What the exercise asks: Work out how many lines of the material below mention the word "complete"; reply with the number only.

--- START ---

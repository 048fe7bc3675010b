//! # Palette model
//!
//! Colour records and the fixed reordering between ACT file order (the
//! colodore C64 layout) and Apple II colour order.

use crate::formats::act::ActPalette;

pub const PALETTE_SIZE: usize = 16;

#[derive(Clone, Copy, Debug, Default, PartialEq, Eq)]
pub struct Rgb {
    pub r: u8,
    pub g: u8,
    pub b: u8,
}

/// The 16 Apple II colour slots, declared in A2P file order.
#[derive(Clone, Copy, Debug, PartialEq, Eq)]
pub enum AppleColor {
    Black,
    Magenta,
    DarkBlue,
    Purple,
    DarkGreen,
    Gray,
    MediumBlue,
    LightBlue,
    Brown,
    Orange,
    Gray2,
    Pink,
    Green,
    Yellow,
    Aquamarine,
    White,
}

impl AppleColor {
    pub const ALL: [AppleColor; PALETTE_SIZE] = [
        AppleColor::Black,
        AppleColor::Magenta,
        AppleColor::DarkBlue,
        AppleColor::Purple,
        AppleColor::DarkGreen,
        AppleColor::Gray,
        AppleColor::MediumBlue,
        AppleColor::LightBlue,
        AppleColor::Brown,
        AppleColor::Orange,
        AppleColor::Gray2,
        AppleColor::Pink,
        AppleColor::Green,
        AppleColor::Yellow,
        AppleColor::Aquamarine,
        AppleColor::White,
    ];

    /// Position of this colour in ACT file order.
    pub fn act_index(self) -> usize {
        ACT_SOURCE_INDEX[self as usize]
    }
}

/// For each Apple II slot (enumeration order = output order), the position of
/// that colour in ACT file order. A bijection over 0..15.
pub const ACT_SOURCE_INDEX: [usize; PALETTE_SIZE] =
    [0, 2, 6, 4, 5, 11, 14, 3, 9, 8, 12, 10, 13, 7, 15, 1];

/// Reorders an ACT palette into Apple II colour order. Pure permutation; the
/// records themselves are copied unchanged.
pub fn remap(palette: &ActPalette) -> [Rgb; PALETTE_SIZE] {
    let mut out = [Rgb::default(); PALETTE_SIZE];
    for color in AppleColor::ALL {
        out[color as usize] = palette.colors()[color.act_index()];
    }
    out
}
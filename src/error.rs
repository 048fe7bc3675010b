use std::io;
use std::path::PathBuf;

use thiserror::Error;

#[derive(Debug, Error)]
pub enum ConvertError {
    /// The given path does not carry the `.act` extension token.
    #[error("input file must be .act: {}", .path.display())]
    NotAnActFile { path: PathBuf },

    /// The input ended before 16 complete RGB triples were found.
    #[error("palette too short: found {colors} colours, expected {expected}")]
    ShortPalette { colors: usize, expected: usize },

    #[error(transparent)]
    Io(#[from] io::Error),
}
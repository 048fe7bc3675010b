//! # Adobe Color Table input
//!
//! An ACT file is a flat run of 3-byte RGB records. Only the first 16 matter
//! here; anything after them (including the optional 4-byte colour-count and
//! transparency-index suffix) is ignored.

use std::fs;
use std::path::Path;

use crate::error::ConvertError;
use crate::palette::{Rgb, PALETTE_SIZE};

/// Bytes per colour record in an ACT file.
pub const ACT_RECORD_SIZE: usize = 3;

pub struct ActPalette {
    colors: [Rgb; PALETTE_SIZE],
}

impl ActPalette {
    /// Takes the first 16 complete RGB triples from `data` in file order.
    /// Fails if the data holds fewer than 16; a partial trailing triple does
    /// not count.
    pub fn from_bytes(data: &[u8]) -> Result<Self, ConvertError> {
        let complete = data.len() / ACT_RECORD_SIZE;
        if complete < PALETTE_SIZE {
            return Err(ConvertError::ShortPalette {
                colors: complete,
                expected: PALETTE_SIZE,
            });
        }

        let mut colors = [Rgb::default(); PALETTE_SIZE];
        for (i, color) in colors.iter_mut().enumerate() {
            let offset = i * ACT_RECORD_SIZE;
            *color = Rgb {
                r: data[offset],
                g: data[offset + 1],
                b: data[offset + 2],
            };
        }

        Ok(ActPalette { colors })
    }

    /// Reads the whole file in one pass and parses the 48-byte prefix.
    pub fn from_file<P: AsRef<Path>>(path: P) -> Result<Self, ConvertError> {
        let data = fs::read(path)?;
        Self::from_bytes(&data)
    }

    pub fn colors(&self) -> &[Rgb; PALETTE_SIZE] {
        &self.colors
    }
}

#[cfg(test)]
mod tests {
    use super::*;

    fn triples(n: u8) -> Vec<u8> {
        (0..n).flat_map(|i| [i, i, i]).collect()
    }

    #[test]
    fn parses_exactly_sixteen_records() {
        let palette = ActPalette::from_bytes(&triples(16)).unwrap();
        assert_eq!(palette.colors()[0], Rgb { r: 0, g: 0, b: 0 });
        assert_eq!(palette.colors()[15], Rgb { r: 15, g: 15, b: 15 });
    }

    #[test]
    fn ignores_bytes_after_the_48th() {
        // A 256-colour ACT with the optional count/index suffix.
        let mut data = triples(16);
        data.extend(std::iter::repeat(0xAA).take(240 * 3));
        data.extend_from_slice(&[0x00, 0x10, 0x00, 0x00]);

        let palette = ActPalette::from_bytes(&data).unwrap();
        assert_eq!(palette.colors()[15], Rgb { r: 15, g: 15, b: 15 });
    }

    #[test]
    fn partial_trailing_triple_does_not_count() {
        let mut data = triples(15);
        data.extend_from_slice(&[1, 2]);

        match ActPalette::from_bytes(&data) {
            Err(ConvertError::ShortPalette { colors, expected }) => {
                assert_eq!(colors, 15);
                assert_eq!(expected, 16);
            }
            other => panic!("expected ShortPalette, got {:?}", other.map(|_| ())),
        }
    }

    #[test]
    fn short_input_fails_fast() {
        match ActPalette::from_bytes(&triples(8)) {
            Err(ConvertError::ShortPalette { colors, .. }) => assert_eq!(colors, 8),
            other => panic!("expected ShortPalette, got {:?}", other.map(|_| ())),
        }
    }
}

--- END ---

Task output: 5